Alles in Planung

Ich habe momentan sehr viele Stunden im Abitur-Jahrgang, was für mich sowohl bezüglich Disziplin als auch Schülerwissen eine sehr angenehme Sache darstellt. Etwas Besonderes ist, dass die Schüler dieser Klassenstufe einen Planer haben, der die Unterrichtswochen inhaltlich vorstrukturiert. Pro Stunde haben die Schüler drei bis vier Fragen zu beantworten, die jeweils zusammen mit einigen Vokabelhilfen dargelegt sind. Meist wird eine kurze Äußerung zu einem politischen, sozialen oder auch persönlichen Thema verlangt. Die Schüler wissen somit bereits mehrere Wochen vorher, was für ein Thema sie in der jeweiligen Stunde erwartet. Meines Erachtens greift diese Idee recht gut, auch wenn natürlich nicht alle Schüler zu den Unterrichtsstunden top vorbereitet sind. Viele Schüler sind sich darüber durchaus bewusst, verlangen sie sogar selbst Vokabelkontrollen, um dahingehend individuelle Nachlässigkeiten zu vermeiden.
Meine Aufgabe besteht nun darin, jeweils mit vier Schülern in einem anderen Raum die Aufgaben zu bearbeiten. Dadurch wird prinzipiell gewährleistet, dass die Deutsch-Lerner auch mal Gelegenheit haben, mehrfach während einer Stunde zu Wort zu kommen. Meist frage ich zu Beginn der Stunde, wer wirklich vorbereitet ist. Die großzügig gerundeten Statistiken zeigen, dass rund die Hälfte der Schüler hierbei nachlässig ist. Daher biete ich fast immer autarkes Material an, beispielsweise Artikel aus Zeitungen und Blogs, die zum Thema des Planers passen. Dies setzt die Schüler wieder auf ein relativ homogenes Niveau, so dass alle die Möglichkeit haben, mit Hilfe des Extra-Materials (und des darin enthaltenen Spezialvokabulars) ordentliche Redebeiträge zu produzieren. Insbesondere die Artikel sind meist etwas radikal bzw. provokant, so dass die Schüler doch einen gewissen Reiz zur Gegenargumentation verspüren. Ein Beispiel sei dieser Greenwashing-Artikel aus einem Blog der Zeit, den die Schüler trotz seines hohen Schwierigkeitsgrades schnell erfasst hatten und auch recht kontrovers kritisiert haben. Schade ist oft jedoch, dass wenig Zeit zu ausgedehnten Diskussionen bleibt und ich oftmals relativ abrupt abbrechen muss, damit wir das nächste Thema ansteuern können.
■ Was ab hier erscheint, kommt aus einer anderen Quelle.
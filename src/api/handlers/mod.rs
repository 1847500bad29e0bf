//! HTTP request handlers.

mod health;
mod redirect;
mod shorten;

pub use health::health_handler;
pub use redirect::redirect_handler;
pub use shorten::shorten_handler;
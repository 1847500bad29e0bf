//! Redis-backed cache implementation.

use super::service::{CacheError, CacheResult, CacheService};
use async_trait::async_trait;
use redis::{AsyncCommands, Client, aio::ConnectionManager};
use tracing::{debug, error, info, warn};

/// Redis cache for fast short-link lookups.
///
/// Uses `ConnectionManager` for connection reuse. All operations are
/// fail-open: errors are logged but don't propagate to callers.
pub struct RedisCache {
    client: ConnectionManager,
    default_ttl: u64,
    key_prefix: String,
}

impl RedisCache {
    /// Connects to Redis, validates the connection with a PING, and
    /// configures the default TTL.
    ///
    /// # Errors
    ///
    /// Returns [`CacheError::Connection`] if the URL is invalid, the
    /// connection cannot be established, or the PING health check fails.
    pub async fn connect(redis_url: &str, default_ttl_seconds: u64) -> CacheResult<Self> {
        info!("Connecting to Redis at {}", redis_url);

        let client = Client::open(redis_url).map_err(|e| {
            CacheError::Connection(format!("Failed to create Redis client: {}", e))
        })?;

        let manager = ConnectionManager::new(client)
            .await
            .map_err(|e| CacheError::Connection(format!("Failed to connect to Redis: {}", e)))?;

        let mut test_conn = manager.clone();
        test_conn
            .ping::<()>()
            .await
            .map_err(|e| CacheError::Connection(format!("Redis PING failed: {}", e)))?;

        info!("✓ Connected to Redis");

        Ok(Self {
            client: manager,
            default_ttl: default_ttl_seconds,
            key_prefix: "link:".to_string(),
        })
    }

    /// Constructs the full Redis key with namespace prefix.
    fn build_key(&self, code: &str) -> String {
        format!("{}{}", self.key_prefix, code)
    }
}

#[async_trait]
impl CacheService for RedisCache {
    async fn get_url(&self, code: &str) -> CacheResult<Option<String>> {
        let key = self.build_key(code);
        let mut conn = self.client.clone();

        match conn.get::<_, Option<String>>(&key).await {
            Ok(Some(url)) => {
                debug!("Cache HIT: {} -> {}", code, url);
                Ok(Some(url))
            }
            Ok(None) => {
                debug!("Cache MISS: {}", code);
                Ok(None)
            }
            Err(e) => {
                error!("Redis GET error for {}: {}", code, e);
                Ok(None)
            }
        }
    }

    async fn set_url(&self, code: &str, long_url: &str, ttl: Option<u64>) -> CacheResult<()> {
        let key = self.build_key(code);
        let mut conn = self.client.clone();
        // The configured TTL is a ceiling: a caller-supplied lifetime never
        // extends an entry past it.
        let ttl_seconds = ttl.map_or(self.default_ttl, |t| t.min(self.default_ttl));

        match conn.set_ex::<_, _, ()>(&key, long_url, ttl_seconds).await {
            Ok(_) => {
                debug!("Cache SET: {} -> {} (TTL: {}s)", code, long_url, ttl_seconds);
                Ok(())
            }
            Err(e) => {
                warn!("Redis SET error for {}: {}", code, e);
                Ok(())
            }
        }
    }

    async fn invalidate(&self, code: &str) -> CacheResult<()> {
        let key = self.build_key(code);
        let mut conn = self.client.clone();

        match conn.del::<_, i32>(&key).await {
            Ok(deleted) => {
                if deleted > 0 {
                    debug!("Cache INVALIDATE: {}", code);
                }
                Ok(())
            }
            Err(e) => {
                warn!("Redis DEL error for {}: {}", code, e);
                Ok(())
            }
        }
    }

    async fn health_check(&self) -> bool {
        let mut conn = self.client.clone();
        conn.ping::<()>().await.is_ok()
    }
}
//! PostgreSQL implementation of the shard counter repository.

use async_trait::async_trait;
use sqlx::PgPool;
use std::sync::Arc;

use crate::domain::repositories::CounterRepository;
use crate::error::AppError;

/// PostgreSQL shard counters.
///
/// The single-statement `UPDATE .. RETURNING` relies on row-level locking:
/// concurrent increments on the same shard serialize on the row, so returned
/// values are strictly increasing and never repeat. Shards are independent
/// rows and never contend with each other.
pub struct PgCounterRepository {
    pool: Arc<PgPool>,
}

impl PgCounterRepository {
    /// Creates a new repository with a database connection pool.
    pub fn new(pool: Arc<PgPool>) -> Self {
        Self { pool }
    }
}

#[async_trait]
impl CounterRepository for PgCounterRepository {
    async fn increment(&self, shard_index: i32) -> Result<i64, AppError> {
        let value = sqlx::query_scalar::<_, i64>(
            r#"
            UPDATE shard_counters
            SET value = value + 1
            WHERE shard_index = $1
            RETURNING value
            "#,
        )
        .bind(shard_index)
        .fetch_optional(self.pool.as_ref())
        .await?;

        value.ok_or(AppError::ShardNotFound { shard_index })
    }
}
Hospitiert wird auch mal wieder

Mein Versprechen vom letzten Eintrag habe ich nicht so richtig gehalten, die Frequenz der Beiträge hat sich nicht erhöht. Jedoch soll das nicht heißen, dass die Arbeit an der neuen Schule keine frischen Inspirationen aufkeimen lässt. Im Gegenteil, durch das hohe Niveau der Schüler und auch den mir gegebenen Freiraum kann ich viel mehr ausprobieren und feilen, was auch hier im Blog seinen Niederschlag finden wird.
Die ersten Tage habe ich ein wenig hospitiert, was ich erst eher etwas belächelt hatte, aber mir dann doch einiges gebracht hat. In der pädagogischen Forschung wird ja viel davon gesprochen, wie die eigene Schulzeit die angehenden Lehrer prägt, allerdings habe ich vielleicht genauso viel durch die Begegnungen mit erfahrenen Lehrer während meiner Praktika und Assistentenzeit mitgenommen. Ich finde es faszinierend, wie sie einerseits feste pädagogische Vorstellungen besitzen, andererseits sie diese flexibel in der konkreten Unterrichtssituation anwenden und ihr Gefühl für die jeweilige Klasse unter Beweis stellen. Gute Lehrer reflektieren ihr Handeln sehr intensiv, ohne allerdings dem Schüler diese tendenzielle Unsicherheit zu zeigen. Oder welcher Schüler will schon einen zaudernden Lehrer haben?